Executive Secretary of the NAACP
- In office 1918–1920
- Preceded by: James Weldon Johnson
- Succeeded by: James Weldon Johnson

Personal details
- Born: John Rhode Shillady November 1, 1875 County Down, Ireland, UK
- Died: September 6, 1943 (aged 67) Ogdensburg, New York, U.S.

= Attack on John Shillady =

Mob attack in 1919

John Rhode Shillady (1875-1943) was an Irish-American political activist who was Executive Secretary of the National Association for the Advancement of Colored People (NAACP) from 1918 to 1920. He was attacked and badly beaten by a mob in Austin, Texas, on August 22, 1919. The attack occurred in broad daylight in downtown Austin, and the perpetrators bragged publicly about it. Shillady's injuries left long-lasting physical and emotional effects.

==Background==
Shillady went to Texas, which was the fastest-growing state branch of the NAACP, after the Texas Attorney General said that the NAACP had no state charter and could not operate in Texas. He also said that the group's opposition to segregation violated state law.

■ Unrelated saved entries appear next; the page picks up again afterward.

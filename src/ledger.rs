//! # Version ledger and promotion quality gate
//!
//! Tracks template revisions and where each environment points. Every edit
//! appends a new version in `Draft` status. Promotion to `Staging` or
//! `Production` is gated: the candidate version is run against a fixed
//! battery of test cases, each case is scored by the quality assessor, and a
//! case passes only when every dimension meets the environment minimums
//! (staging thresholds sit below production's). Promotion requires a pass
//! rate of at least 0.8.
//!
//! A failed gate leaves the version in `Draft` and the environment pointer
//! untouched (there is no implicit rollback), but the gate run is kept in
//! the version's history either way.

use std::collections::HashMap;

use chrono::{DateTime, Utc};
use log::info;
use serde::{Deserialize, Serialize};
use tokio::sync::RwLock;

use crate::quality::{QualityAssessor, QualityScore};

/// Pass rate a battery must reach for promotion.
const REQUIRED_PASS_RATE: f64 = 0.8;

#[derive(Debug, Clone, Copy, PartialEq, Eq, Hash, Serialize, Deserialize)]
#[serde(rename_all = "snake_case")]
pub enum Environment {
    Staging,
    Production,
}

impl Default for Environment {
    fn default() -> Self {
        Environment::Production
    }
}

impl Environment {
    /// Per-dimension minimum scores a case must meet in this environment.
    pub fn thresholds(self) -> DimensionThresholds {
        match self {
            Environment::Staging => DimensionThresholds {
                completeness: 0.5,
                structure: 0.25,
                actionability: 0.4,
                technical_depth: 0.2,
            },
            Environment::Production => DimensionThresholds {
                completeness: 0.7,
                structure: 0.5,
                actionability: 0.6,
                technical_depth: 0.4,
            },
        }
    }
}

#[derive(Debug, Clone, Copy, Serialize, Deserialize)]
pub struct DimensionThresholds {
    pub completeness: f64,
    pub structure: f64,
    pub actionability: f64,
    pub technical_depth: f64,
}

impl DimensionThresholds {
    fn met_by(&self, score: &QualityScore) -> bool {
        score.completeness >= self.completeness
            && score.structure >= self.structure
            && score.actionability >= self.actionability
            && score.technical_depth >= self.technical_depth
    }
}

#[derive(Debug, Clone, Copy, PartialEq, Eq, Serialize, Deserialize)]
#[serde(rename_all = "snake_case")]
pub enum VersionStatus {
    Draft,
    Staging,
    Production,
}

/// One case of a promotion battery: a recorded rendering of the candidate
/// template and the elements its response must contain.
#[derive(Debug, Clone, Serialize, Deserialize)]
pub struct GateCase {
    pub response: String,
    pub expected_elements: Vec<String>,
    pub latency: std::time::Duration,
}

/// Result of running the battery once against one environment.
#[derive(Debug, Clone, Serialize, Deserialize)]
pub struct GateRun {
    pub environment: Environment,
    pub case_count: usize,
    pub passed_cases: usize,
    pub pass_rate: f64,
    pub passed: bool,
    pub at: DateTime<Utc>,
}

/// A single revision of a template's text.
#[derive(Debug, Clone, Serialize, Deserialize)]
pub struct TemplateVersion {
    pub version: u32,
    pub text: String,
    pub author: String,
    pub status: VersionStatus,
    pub created_at: DateTime<Utc>,
    pub gate_history: Vec<GateRun>,
}

#[derive(Debug, Clone, Default)]
struct LedgerEntry {
    versions: Vec<TemplateVersion>,
    pointers: HashMap<Environment, u32>,
}

/// Shared revision store for all templates.
pub struct VersionLedger {
    entries: RwLock<HashMap<String, LedgerEntry>>,
}

impl VersionLedger {
    pub fn new() -> Self {
        Self { entries: RwLock::new(HashMap::new()) }
    }

    /// A ledger pre-populated with existing versions, used when seeding a
    /// template library whose entries already carry version numbers.
    pub fn seeded(initial: impl IntoIterator<Item = (String, TemplateVersion)>) -> Self {
        let mut entries: HashMap<String, LedgerEntry> = HashMap::new();
        for (template_id, version) in initial {
            entries.entry(template_id).or_default().versions.push(version);
        }
        Self { entries: RwLock::new(entries) }
    }

    /// Record an edit: appends a new `Draft` version and returns its number.
    pub async fn record_edit(
        &self,
        template_id: &str,
        text: impl Into<String>,
        author: impl Into<String>,
    ) -> u32 {
        let mut entries = self.entries.write().await;
        let entry = entries.entry(template_id.to_string()).or_default();
        let version = entry.versions.last().map_or(1, |v| v.version + 1);
        entry.versions.push(TemplateVersion {
            version,
            text: text.into(),
            author: author.into(),
            status: VersionStatus::Draft,
            created_at: Utc::now(),
            gate_history: Vec::new(),
        });
        version
    }

    /// Run the promotion gate for a version. On success the environment
    /// pointer moves to it; on failure the version stays `Draft`. The gate
    /// run is recorded in the version history either way.
    pub async fn promote(
        &self,
        template_id: &str,
        version: u32,
        environment: Environment,
        battery: &[GateCase],
        assessor: &QualityAssessor,
    ) -> Result<GateRun, errors::LedgerError> {
        let thresholds = environment.thresholds();
        let mut entries = self.entries.write().await;
        let entry = entries
            .get_mut(template_id)
            .ok_or_else(|| errors::LedgerError::UnknownTemplate { id: template_id.to_string() })?;
        let record = entry
            .versions
            .iter_mut()
            .find(|v| v.version == version)
            .ok_or(errors::LedgerError::UnknownVersion { id: template_id.to_string(), version })?;

        let passed_cases = battery
            .iter()
            .filter(|case| {
                let score = assessor.score(&case.response, &case.expected_elements, case.latency);
                thresholds.met_by(&score)
            })
            .count();
        let pass_rate = if battery.is_empty() {
            0.0
        } else {
            passed_cases as f64 / battery.len() as f64
        };
        let passed = pass_rate >= REQUIRED_PASS_RATE;

        let run = GateRun {
            environment,
            case_count: battery.len(),
            passed_cases,
            pass_rate,
            passed,
            at: Utc::now(),
        };
        record.gate_history.push(run.clone());

        if passed {
            record.status = match environment {
                Environment::Staging => VersionStatus::Staging,
                Environment::Production => VersionStatus::Production,
            };
            entry.pointers.insert(environment, version);
            info!(
                "promoted {} v{} to {:?} (pass rate {:.2})",
                template_id, version, environment, pass_rate
            );
        }
        Ok(run)
    }

    /// The recorded text of one version, if it exists.
    pub async fn version_text(&self, template_id: &str, version: u32) -> Option<String> {
        let entries = self.entries.read().await;
        entries
            .get(template_id)?
            .versions
            .iter()
            .find(|v| v.version == version)
            .map(|v| v.text.clone())
    }

    /// The version an environment currently points at, if any.
    pub async fn active_version(&self, template_id: &str, environment: Environment) -> Option<u32> {
        let entries = self.entries.read().await;
        entries
            .get(template_id)
            .and_then(|entry| entry.pointers.get(&environment).copied())
    }

    /// Snapshot of a template's revision history.
    pub async fn versions(&self, template_id: &str) -> Vec<TemplateVersion> {
        let entries = self.entries.read().await;
        entries
            .get(template_id)
            .map(|entry| entry.versions.clone())
            .unwrap_or_default()
    }
}

impl Default for VersionLedger {
    fn default() -> Self {
        Self::new()
    }
}

pub mod errors {
    use std::error::Error;
    use std::fmt;
    use std::fmt::Formatter;

    #[derive(Debug)]
    pub enum LedgerError {
        UnknownTemplate { id: String },
        UnknownVersion { id: String, version: u32 },
    }

    impl fmt::Display for LedgerError {
        fn fmt(&self, f: &mut Formatter<'_>) -> fmt::Result {
            match self {
                LedgerError::UnknownTemplate { id } => write!(f, "UnknownTemplate: {}", id),
                LedgerError::UnknownVersion { id, version } => {
                    write!(f, "UnknownVersion: {} has no version {}", id, version)
                }
            }
        }
    }

    impl Error for LedgerError {}
}

#[cfg(test)]
mod ledger_tests {
    use super::*;
    use std::time::Duration;

    fn strong_case() -> GateCase {
        GateCase {
            response: "## Findings\n1. CPU utilization is saturated; memory headroom is low.\n\
                       - You should resize the instance and enable autoscaling.\n\
                       - Review the load balancer latency metric and configure alarms.\n\
                       **Summary**: scale the fleet and migrate the database tier."
                .to_string(),
            expected_elements: vec!["cpu".to_string(), "memory".to_string()],
            latency: Duration::from_millis(200),
        }
    }

    fn weak_case() -> GateCase {
        GateCase {
            response: "Looks fine to me.".to_string(),
            expected_elements: vec!["cpu".to_string(), "memory".to_string()],
            latency: Duration::from_millis(200),
        }
    }

    #[tokio::test]
    async fn test_edit_appends_draft_versions() {
        let ledger = VersionLedger::new();
        assert_eq!(1, ledger.record_edit("cost_analysis", "v1 text", "ana").await);
        assert_eq!(2, ledger.record_edit("cost_analysis", "v2 text", "ana").await);
        let versions = ledger.versions("cost_analysis").await;
        assert_eq!(2, versions.len());
        assert!(versions.iter().all(|v| v.status == VersionStatus::Draft));
    }

    #[tokio::test]
    async fn test_promotion_passes_with_strong_battery() {
        let ledger = VersionLedger::new();
        let assessor = QualityAssessor::with_defaults();
        let version = ledger.record_edit("cost_analysis", "text", "ana").await;
        let battery: Vec<GateCase> = (0..5).map(|_| strong_case()).collect();

        let run = ledger
            .promote("cost_analysis", version, Environment::Staging, &battery, &assessor)
            .await
            .unwrap();
        assert!(run.passed, "pass rate {}", run.pass_rate);
        assert_eq!(Some(version), ledger.active_version("cost_analysis", Environment::Staging).await);
        let versions = ledger.versions("cost_analysis").await;
        assert_eq!(VersionStatus::Staging, versions[0].status);
    }

    #[tokio::test]
    async fn test_failed_gate_leaves_draft_and_keeps_history() {
        let ledger = VersionLedger::new();
        let assessor = QualityAssessor::with_defaults();
        let version = ledger.record_edit("cost_analysis", "text", "ana").await;
        // Two weak cases out of five: pass rate 0.6 < 0.8.
        let battery = vec![strong_case(), strong_case(), strong_case(), weak_case(), weak_case()];

        let run = ledger
            .promote("cost_analysis", version, Environment::Production, &battery, &assessor)
            .await
            .unwrap();
        assert!(!run.passed);
        assert_eq!(None, ledger.active_version("cost_analysis", Environment::Production).await);
        let versions = ledger.versions("cost_analysis").await;
        assert_eq!(VersionStatus::Draft, versions[0].status);
        assert_eq!(1, versions[0].gate_history.len());
    }

    #[tokio::test]
    async fn test_staging_thresholds_below_production() {
        let staging = Environment::Staging.thresholds();
        let production = Environment::Production.thresholds();
        assert!(staging.completeness < production.completeness);
        assert!(staging.structure < production.structure);
        assert!(staging.actionability < production.actionability);
        assert!(staging.technical_depth < production.technical_depth);
    }

    #[tokio::test]
    async fn test_promote_unknown_version_fails() {
        let ledger = VersionLedger::new();
        let assessor = QualityAssessor::with_defaults();
        ledger.record_edit("cost_analysis", "text", "ana").await;
        let err = ledger
            .promote("cost_analysis", 9, Environment::Staging, &[], &assessor)
            .await
            .unwrap_err();
        assert!(matches!(err, errors::LedgerError::UnknownVersion { version: 9, .. }));
    }
}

Shillady arrived by train late on August 20. The next day, after meeting with various officials, he was confronted by a mob of 8 to 10 white men, including county judge David Pickle, constable Charles Hamby, and Ben Pierce. They served him with a subpoena, and hauled him to a secret "court of inquiry", "for discovering the object of his visit." The judge was M. M. Johnson. "The proceedings were dignified by such questions as: 'If you're a "nigger" lover why don't you go and stay in a "nigger" hotel?', and similar questions concerning the witness and his family." "Effort was made to show that the National Association was attempting to violate the laws of Texas by…favoring equal and unsegregated accommodations on railroad cars." While Shillady "read into the record" information about the Association and the National Conference on Lynching, this record has never been found. Pickens berated him and demanded that he leave Texas immediately, which he refused to do.

==The attack==
The next day, he noted he was being shadowed. At 10 AM, outside the Driskill Hotel where he was staying, the group confronted him again. When Shillady said "You don't see my point of view," constable Hanly "struck him squarely in the right eye and said 'I'll fix you so you can't see'". (Hanly's hand was subsequently bandaged; some reports say it was Pickle who punched him.) The others joined in, and he was "severely beaten"; in addition to a black eye, he was bleeding from the head, and his body as well as his face was "badly bruised." After a doctor stitched his face, the mayor of Austin sent a police officer as escort, at Shillady's request, and he and his attackers accompanied him to the train station and remained until he got on the next train north, to St. Louis. He was warned not to get off the train in Texas. Visits to him in the Waco and Dallas stations verified that he did not leave the train.

==Afterwards==
Judge Pickle bragged about his participation. The names of all three appeared later the same day in a front-page article in the Austin Statesman. Pickle made a statement to a reporter:
Shillady was warned by several persons in the county that his agitation didn't sit well with the people of the neighborhood and that it would be wise for him to desist.
When we heard of his going downtown…we decided to go down, meet him, and as private citizens and not in our official capacity, to give him a good thrashing on general principles.
Shillady was advocating the doing away of all Jim Crow laws, the establishment of racial equality as far as use of hotels, restaurants, theaters, passenger trains, pullman sleepers and similar stuff.

In response to an inquiry by Mary White Ovington, chairman of the Board of the NAACP, Deputy Sheriff Gene Barbisch replied:
Your secretary, John R. Shilladay, reached Austin and was received by red blooded white men.
As we did need any of his kind (negro-loving white men) we have sent him back home to you.
We attend to our own affairs down here, and suggest that you do the same up there.
"Governor William P. Hobby blamed Shillady"; he was quoted in the press saying "I believe in sending any narrow-brained, double-chinned reformer who comes here with the end in view of stirring up racial discontent back to the North where he came from, with a broken jaw if necessary."

The NAACP published a 12-page pamphlet on the "mobbing".

In addition to the physical injuries, he was "emotionally crushed". "Broken in spirit", the year afterwards he resigned his NAACP post.